Take every line in the entries that includes the word "MinerType" and copy it.
Exercise data section start
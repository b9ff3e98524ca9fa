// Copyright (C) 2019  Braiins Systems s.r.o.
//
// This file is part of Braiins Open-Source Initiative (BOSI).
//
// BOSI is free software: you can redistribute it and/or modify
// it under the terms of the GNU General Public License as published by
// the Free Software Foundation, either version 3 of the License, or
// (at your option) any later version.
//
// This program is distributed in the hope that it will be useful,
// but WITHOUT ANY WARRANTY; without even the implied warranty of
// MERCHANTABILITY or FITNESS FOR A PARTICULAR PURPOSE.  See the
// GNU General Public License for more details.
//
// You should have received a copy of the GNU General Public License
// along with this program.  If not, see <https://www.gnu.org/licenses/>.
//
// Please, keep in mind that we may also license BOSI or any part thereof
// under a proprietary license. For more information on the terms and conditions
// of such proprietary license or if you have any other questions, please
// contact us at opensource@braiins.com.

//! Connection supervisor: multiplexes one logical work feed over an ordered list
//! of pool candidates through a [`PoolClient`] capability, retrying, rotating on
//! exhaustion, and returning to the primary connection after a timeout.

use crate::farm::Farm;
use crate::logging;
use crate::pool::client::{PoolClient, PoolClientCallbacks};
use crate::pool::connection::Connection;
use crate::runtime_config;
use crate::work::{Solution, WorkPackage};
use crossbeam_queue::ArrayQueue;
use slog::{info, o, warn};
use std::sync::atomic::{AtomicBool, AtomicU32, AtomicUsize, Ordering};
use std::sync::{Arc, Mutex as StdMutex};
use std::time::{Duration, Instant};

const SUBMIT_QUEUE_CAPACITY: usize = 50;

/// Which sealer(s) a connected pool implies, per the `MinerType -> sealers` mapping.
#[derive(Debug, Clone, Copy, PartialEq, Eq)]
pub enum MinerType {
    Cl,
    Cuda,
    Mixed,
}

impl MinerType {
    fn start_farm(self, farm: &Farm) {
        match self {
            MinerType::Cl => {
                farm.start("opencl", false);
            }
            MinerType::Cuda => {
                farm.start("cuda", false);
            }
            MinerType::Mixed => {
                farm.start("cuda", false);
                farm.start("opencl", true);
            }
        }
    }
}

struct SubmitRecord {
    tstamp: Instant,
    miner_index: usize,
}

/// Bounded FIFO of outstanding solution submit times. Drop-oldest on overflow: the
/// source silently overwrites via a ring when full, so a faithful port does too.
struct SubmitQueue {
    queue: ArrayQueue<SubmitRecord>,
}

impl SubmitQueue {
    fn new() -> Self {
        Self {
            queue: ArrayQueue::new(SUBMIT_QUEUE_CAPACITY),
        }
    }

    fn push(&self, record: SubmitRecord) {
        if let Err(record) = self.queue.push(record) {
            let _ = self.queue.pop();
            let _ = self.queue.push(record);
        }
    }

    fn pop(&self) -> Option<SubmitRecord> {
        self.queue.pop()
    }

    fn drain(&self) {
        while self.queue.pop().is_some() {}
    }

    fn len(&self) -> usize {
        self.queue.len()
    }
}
Exercise data section end
Exercise data section start
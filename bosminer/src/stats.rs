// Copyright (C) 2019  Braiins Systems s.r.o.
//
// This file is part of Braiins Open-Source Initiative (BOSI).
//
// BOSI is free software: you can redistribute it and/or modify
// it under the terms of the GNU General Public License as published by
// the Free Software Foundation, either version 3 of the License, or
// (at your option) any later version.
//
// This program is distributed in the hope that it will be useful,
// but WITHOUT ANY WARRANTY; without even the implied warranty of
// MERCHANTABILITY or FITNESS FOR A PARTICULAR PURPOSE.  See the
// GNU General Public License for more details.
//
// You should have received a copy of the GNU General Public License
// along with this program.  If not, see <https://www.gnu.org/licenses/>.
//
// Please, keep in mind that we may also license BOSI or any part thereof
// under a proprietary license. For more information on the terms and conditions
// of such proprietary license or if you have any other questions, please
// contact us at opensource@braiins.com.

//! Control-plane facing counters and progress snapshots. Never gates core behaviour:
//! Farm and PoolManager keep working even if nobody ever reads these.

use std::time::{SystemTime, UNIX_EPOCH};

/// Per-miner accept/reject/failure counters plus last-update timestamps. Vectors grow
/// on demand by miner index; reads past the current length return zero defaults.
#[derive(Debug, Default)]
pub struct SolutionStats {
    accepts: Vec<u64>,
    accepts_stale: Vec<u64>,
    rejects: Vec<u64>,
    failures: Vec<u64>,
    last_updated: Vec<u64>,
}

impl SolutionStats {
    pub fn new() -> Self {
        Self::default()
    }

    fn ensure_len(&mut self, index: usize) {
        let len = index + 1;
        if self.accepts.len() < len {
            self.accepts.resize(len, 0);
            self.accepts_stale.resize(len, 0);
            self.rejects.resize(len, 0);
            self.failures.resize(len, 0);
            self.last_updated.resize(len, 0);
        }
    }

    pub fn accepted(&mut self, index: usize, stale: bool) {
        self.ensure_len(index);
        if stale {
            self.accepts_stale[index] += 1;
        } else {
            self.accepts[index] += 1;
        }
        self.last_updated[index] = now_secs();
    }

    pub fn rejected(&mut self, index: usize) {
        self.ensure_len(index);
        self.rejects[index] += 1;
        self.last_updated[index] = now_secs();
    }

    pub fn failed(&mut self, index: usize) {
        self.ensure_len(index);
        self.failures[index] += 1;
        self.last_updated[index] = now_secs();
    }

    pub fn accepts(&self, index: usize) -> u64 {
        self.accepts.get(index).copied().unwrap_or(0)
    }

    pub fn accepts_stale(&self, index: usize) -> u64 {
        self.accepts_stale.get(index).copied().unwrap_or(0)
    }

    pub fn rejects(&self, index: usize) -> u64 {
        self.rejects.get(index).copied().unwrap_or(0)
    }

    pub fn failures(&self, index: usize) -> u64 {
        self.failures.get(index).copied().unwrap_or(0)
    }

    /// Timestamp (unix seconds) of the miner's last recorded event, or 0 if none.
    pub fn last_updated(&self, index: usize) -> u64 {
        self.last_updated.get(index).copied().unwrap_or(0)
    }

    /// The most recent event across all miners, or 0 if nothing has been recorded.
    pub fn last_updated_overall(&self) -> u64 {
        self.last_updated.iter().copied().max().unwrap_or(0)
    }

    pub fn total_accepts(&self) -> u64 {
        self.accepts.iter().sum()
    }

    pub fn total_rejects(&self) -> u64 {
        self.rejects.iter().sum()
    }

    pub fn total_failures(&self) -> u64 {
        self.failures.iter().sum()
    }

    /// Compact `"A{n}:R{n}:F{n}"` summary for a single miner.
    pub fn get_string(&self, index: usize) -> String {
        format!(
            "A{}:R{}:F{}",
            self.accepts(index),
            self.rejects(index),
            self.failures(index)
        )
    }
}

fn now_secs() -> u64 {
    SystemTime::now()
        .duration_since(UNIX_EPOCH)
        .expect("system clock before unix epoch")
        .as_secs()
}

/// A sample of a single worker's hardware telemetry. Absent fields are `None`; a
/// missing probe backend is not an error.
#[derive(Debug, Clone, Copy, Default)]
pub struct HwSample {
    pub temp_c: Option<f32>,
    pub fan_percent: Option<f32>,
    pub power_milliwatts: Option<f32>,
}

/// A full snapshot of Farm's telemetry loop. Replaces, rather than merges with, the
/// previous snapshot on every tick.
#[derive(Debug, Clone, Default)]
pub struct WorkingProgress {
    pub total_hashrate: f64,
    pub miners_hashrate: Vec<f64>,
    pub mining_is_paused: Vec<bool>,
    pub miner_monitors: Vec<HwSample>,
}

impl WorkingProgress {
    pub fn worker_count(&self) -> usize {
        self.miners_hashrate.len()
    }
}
Exercise data section end
## Answer section:
/// Which sealer(s) a connected pool implies, per the `MinerType -> sealers` mapping.
pub enum MinerType {
impl MinerType {
            MinerType::Cl => {
            MinerType::Cuda => {
            MinerType::Mixed => {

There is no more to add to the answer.